**Work item**.
Of the entries below, return exactly those lines that fall between the one containing "async fn gate_rejects_deleted_accounts()" and the one containing "filename crates/storage-adapters/src/lib.rs", the two end lines included.
┌─ Data records
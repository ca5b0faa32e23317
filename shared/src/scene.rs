use std::fmt;

use crate::PeerKey;

/// Names the scene a transition loads.
#[derive(Clone, Debug, PartialEq, Eq, Hash)]
pub struct SceneTarget(String);

impl SceneTarget {
    pub fn new(name: impl Into<String>) -> Self {
        Self(name.into())
    }

    pub fn as_str(&self) -> &str {
        &self.0
    }
}

impl fmt::Display for SceneTarget {
    fn fmt(&self, f: &mut fmt::Formatter<'_>) -> fmt::Result {
        write!(f, "{}", self.0)
    }
}

impl From<&str> for SceneTarget {
    fn from(name: &str) -> Self {
        Self::new(name)
    }
}

impl From<String> for SceneTarget {
    fn from(name: String) -> Self {
        Self(name)
    }
}

/// How the loaded scene relates to the scenes already present.
#[derive(Clone, Copy, Debug, Default, PartialEq, Eq, Hash)]
pub enum LoadMode {
    /// Replace every loaded scene.
    #[default]
    Single,
    /// Load alongside the scenes already present.
    Additive,
}

/// Outcome of an external scene load.
///
/// Some engines load scenes cooperatively across every connected node and
/// report which of them finished in time. A non-empty `timed_out` list is
/// logged but does not fail the transition.
#[derive(Clone, Debug, Default, PartialEq, Eq)]
pub struct LoadReport {
    pub succeeded: Vec<PeerKey>,
    pub timed_out: Vec<PeerKey>,
}

impl LoadReport {
    pub fn new(succeeded: Vec<PeerKey>, timed_out: Vec<PeerKey>) -> Self {
        Self {
            succeeded,
            timed_out,
        }
    }

    /// A report for a load that needed no remote participation.
    pub fn local() -> Self {
        Self::default()
    }

    pub fn has_timeouts(&self) -> bool {
        !self.timed_out.is_empty()
    }
}

/// The engine-side scene loading collaborator.
///
/// `start_load` is called once per transition, after the overlay reached
/// full opacity. The machine then polls `poll_complete` once per tick until
/// it yields a report.
///
/// At most one load is in flight. When the machine gives up on it (teardown,
/// or a fade-out requested mid-load) it calls `abort_load`; from then on
/// `poll_complete` must never yield that load's report, even if the engine
/// finishes it later. The next report belongs to the next `start_load`.
pub trait SceneLoader {
    fn start_load(&mut self, target: &SceneTarget, mode: LoadMode);

    fn poll_complete(&mut self) -> Option<LoadReport>;

    /// Abandons the load in flight.
    fn abort_load(&mut self);
}
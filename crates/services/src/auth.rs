//! # Auth Service
//!
//! Registration, login and the session gate. The gate's output is an
//! `Identity` value that callers thread through to every other service.

use std::sync::Arc;

use domains::{
    AppError, CredentialHasher, Identity, Result, SessionTokens, TokenError, User, UserRepo,
};

const MIN_PASSWORD_LEN: usize = 6;

#[derive(Debug, Clone)]
pub struct Registration {
    pub username: String,
    pub email: String,
    pub password: String,
}

/// A freshly authenticated caller plus the token to hand back in a cookie.
#[derive(Debug, Clone)]
pub struct Session {
    pub identity: Identity,
    pub token: String,
}

#[derive(Clone)]
pub struct AuthService {
    users: Arc<dyn UserRepo>,
    hasher: Arc<dyn CredentialHasher>,
    tokens: Arc<dyn SessionTokens>,
}

impl AuthService {
    pub fn new(
        users: Arc<dyn UserRepo>,
        hasher: Arc<dyn CredentialHasher>,
        tokens: Arc<dyn SessionTokens>,
    ) -> Self {
        Self {
            users,
            hasher,
            tokens,
        }
    }

    pub async fn register(&self, input: Registration) -> Result<Session> {
        let username = input.username.trim().to_string();
        let email = input.email.trim().to_lowercase();
        validate_registration(&username, &email, &input.password)?;

        if self.users.find_user_by_username(&username).await?.is_some() {
            return Err(AppError::Conflict("Username already taken".to_string()));
        }
        if self.users.find_user_by_email(&email).await?.is_some() {
            return Err(AppError::Conflict("Email already registered".to_string()));
        }

        let hash = self.hasher.hash_password(&input.password)?;
        let user = User::new(username, email, hash);
        let identity = Identity::from(&user);
        self.users.insert_user(user).await?;

        tracing::info!(user_id = %identity.id, username = %identity.username, "user registered");
        self.open_session(identity)
    }

    /// Credential login. Unknown email and wrong password get the same
    /// answer.
    pub async fn login(&self, email: &str, password: &str) -> Result<Session> {
        let email = email.trim().to_lowercase();
        if email.is_empty() || password.is_empty() {
            return Err(AppError::ValidationError(
                "Email and password are required".to_string(),
            ));
        }

        let rejected = || AppError::ValidationError("Invalid email or password".to_string());
        let user = self.users.find_user_by_email(&email).await?.ok_or_else(rejected)?;
        if !self.hasher.verify_password(password, &user.password_hash)? {
            return Err(rejected());
        }

        tracing::info!(user_id = %user.id, "user logged in");
        self.open_session(Identity::from(&user))
    }

    /// The session gate: verifies the token, then re-reads the user so a
    /// deleted account cannot keep using an old cookie.
    pub async fn authenticate(&self, token: Option<&str>) -> Result<Identity> {
        let token = token.filter(|t| !t.is_empty()).ok_or(TokenError::Missing)?;
        let claims = self.tokens.verify_token(token)?;

        let user = self
            .users
            .find_user(claims.id)
            .await?
            .ok_or_else(|| AppError::Unauthorized("User not found. Token invalid.".to_string()))?;

        Ok(Identity::from(&user))
    }

    fn open_session(&self, identity: Identity) -> Result<Session> {
        let token = self.tokens.issue_token(&identity)?;
        Ok(Session { identity, token })
    }
}

fn validate_registration(username: &str, email: &str, password: &str) -> Result<()> {
    if username.is_empty() {
        return Err(AppError::ValidationError("Username is required".to_string()));
    }
    // Usernames must be mentionable with @name.
    if !username.chars().all(|c| c.is_ascii_alphanumeric() || c == '_') {
        return Err(AppError::ValidationError(
            "Username may only contain letters, digits and underscores".to_string(),
        ));
    }
    let valid_email = email
        .split_once('@')
        .is_some_and(|(local, domain)| !local.is_empty() && domain.contains('.'));
    if !valid_email {
        return Err(AppError::ValidationError("A valid email is required".to_string()));
    }
    if password.len() < MIN_PASSWORD_LEN {
        return Err(AppError::ValidationError(format!(
            "Password must be at least {MIN_PASSWORD_LEN} characters"
        )));
    }
    Ok(())
}

#[cfg(test)]
mod tests {
    use super::*;
    use domains::{MockCredentialHasher, MockSessionTokens, MockUserRepo, Role};
    use uuid::Uuid;

    fn service(users: MockUserRepo, hasher: MockCredentialHasher, tokens: MockSessionTokens) -> AuthService {
        AuthService::new(Arc::new(users), Arc::new(hasher), Arc::new(tokens))
    }

    fn stored_user() -> User {
        User::new("alice".into(), "alice@example.com".into(), "hash".into())
    }

    #[tokio::test]
    async fn register_hashes_and_issues_token() {
        let mut users = MockUserRepo::new();
        users.expect_find_user_by_username().returning(|_| Ok(None));
        users.expect_find_user_by_email().returning(|_| Ok(None));
        users
            .expect_insert_user()
            .withf(|u| u.password_hash == "hashed" && u.role == Role::User)
            .times(1)
            .returning(|_| Ok(()));
        let mut hasher = MockCredentialHasher::new();
        hasher.expect_hash_password().returning(|_| Ok("hashed".into()));
        let mut tokens = MockSessionTokens::new();
        tokens.expect_issue_token().returning(|_| Ok("signed".into()));

        let session = service(users, hasher, tokens)
            .register(Registration {
                username: "alice".into(),
                email: "Alice@Example.com".into(),
                password: "hunter22".into(),
            })
            .await
            .unwrap();

        assert_eq!(session.token, "signed");
        assert_eq!(session.identity.email, "alice@example.com");
    }

    #[tokio::test]
    async fn register_rejects_duplicate_username() {
        let mut users = MockUserRepo::new();
        users
            .expect_find_user_by_username()
            .returning(|_| Ok(Some(stored_user())));

        let err = service(users, MockCredentialHasher::new(), MockSessionTokens::new())
            .register(Registration {
                username: "alice".into(),
                email: "other@example.com".into(),
                password: "hunter22".into(),
            })
            .await
            .unwrap_err();

        assert!(matches!(err, AppError::Conflict(_)));
    }

    #[test]
    fn registration_validation() {
        assert!(validate_registration("bob", "bob@example.com", "secret1").is_ok());
        assert!(validate_registration("", "bob@example.com", "secret1").is_err());
        assert!(validate_registration("bob smith", "bob@example.com", "secret1").is_err());
        assert!(validate_registration("bob", "not-an-email", "secret1").is_err());
        assert!(validate_registration("bob", "bob@example.com", "short").is_err());
    }

    #[tokio::test]
    async fn login_with_wrong_password_is_rejected() {
        let mut users = MockUserRepo::new();
        users
            .expect_find_user_by_email()
            .returning(|_| Ok(Some(stored_user())));
        let mut hasher = MockCredentialHasher::new();
        hasher.expect_verify_password().returning(|_, _| Ok(false));

        let err = service(users, hasher, MockSessionTokens::new())
            .login("alice@example.com", "wrong")
            .await
            .unwrap_err();

        assert_eq!(err.public_message(), "Invalid email or password");
    }

    #[tokio::test]
    async fn gate_without_token_reports_missing() {
        let err = service(MockUserRepo::new(), MockCredentialHasher::new(), MockSessionTokens::new())
            .authenticate(None)
            .await
            .unwrap_err();

        assert_eq!(err.public_message(), "Access denied. No token provided.");
    }

    #[tokio::test]
    async fn gate_passes_through_token_cause() {
        let mut tokens = MockSessionTokens::new();
        tokens.expect_verify_token().returning(|_| Err(TokenError::Expired));

        let err = service(MockUserRepo::new(), MockCredentialHasher::new(), tokens)
            .authenticate(Some("stale"))
            .await
            .unwrap_err();

        assert_eq!(err.public_message(), "Token expired.");
    }

    #[tokio::test]
    async fn gate_rejects_deleted_accounts() {
        let claims = Identity {
            id: Uuid::now_v7(),
            username: "ghost".into(),
            email: "ghost@example.com".into(),
            role: Role::User,
        };
        let mut tokens = MockSessionTokens::new();
        tokens
            .expect_verify_token()
            .returning(move |_| Ok(claims.clone()));
        let mut users = MockUserRepo::new();
        users.expect_find_user().returning(|_| Ok(None));

        let err = service(users, MockCredentialHasher::new(), tokens)
            .authenticate(Some("valid-but-orphaned"))
            .await
            .unwrap_err();

        assert_eq!(err.public_message(), "User not found. Token invalid.");
    }

    #[tokio::test]
    async fn gate_uses_current_role() {
        let mut admin = stored_user();
        admin.role = Role::Admin;
        let claims = Identity {
            role: Role::User,
            ..Identity::from(&admin)
        };
        let mut tokens = MockSessionTokens::new();
        tokens
            .expect_verify_token()
            .returning(move |_| Ok(claims.clone()));
        let mut users = MockUserRepo::new();
        users
            .expect_find_user()
            .returning(move |_| Ok(Some(admin.clone())));

        let identity = service(users, MockCredentialHasher::new(), tokens)
            .authenticate(Some("token"))
            .await
            .unwrap();

        assert!(identity.is_admin());
    }
}
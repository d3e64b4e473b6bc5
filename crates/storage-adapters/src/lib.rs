//! crates/storage-adapters/src/lib.rs
//!
//! Implementations of the `domains` storage ports.
//!
//! - [`memory::InMemoryStore`]: always compiled; backs tests and local runs.
//! - [`postgres::PgStore`]: feature `db-postgres`; the production store.

pub mod memory;

#[cfg(feature = "db-postgres")]
pub mod postgres;

pub use memory::InMemoryStore;

#[cfg(feature = "db-postgres")]
pub use postgres::PgStore;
└─
**Expected answer**.
    async fn gate_rejects_deleted_accounts() {
        let claims = Identity {
            id: Uuid::now_v7(),
            username: "ghost".into(),
            email: "ghost@example.com".into(),
            role: Role::User,
        };
        let mut tokens = MockSessionTokens::new();
        tokens
            .expect_verify_token()
            .returning(move |_| Ok(claims.clone()));
        let mut users = MockUserRepo::new();
        users.expect_find_user().returning(|_| Ok(None));

        let err = service(users, MockCredentialHasher::new(), tokens)
            .authenticate(Some("valid-but-orphaned"))
            .await
            .unwrap_err();

        assert_eq!(err.public_message(), "User not found. Token invalid.");
    }

    #[tokio::test]
    async fn gate_uses_current_role() {
        let mut admin = stored_user();
        admin.role = Role::Admin;
        let claims = Identity {
            role: Role::User,
            ..Identity::from(&admin)
        };
        let mut tokens = MockSessionTokens::new();
        tokens
            .expect_verify_token()
            .returning(move |_| Ok(claims.clone()));
        let mut users = MockUserRepo::new();
        users
            .expect_find_user()
            .returning(move |_| Ok(Some(admin.clone())));

        let identity = service(users, MockCredentialHasher::new(), tokens)
            .authenticate(Some("token"))
            .await
            .unwrap();

        assert!(identity.is_admin());
    }
}
repository d3e64b4e473b6bc5
filename crates/storage-adapters/src/lib.rs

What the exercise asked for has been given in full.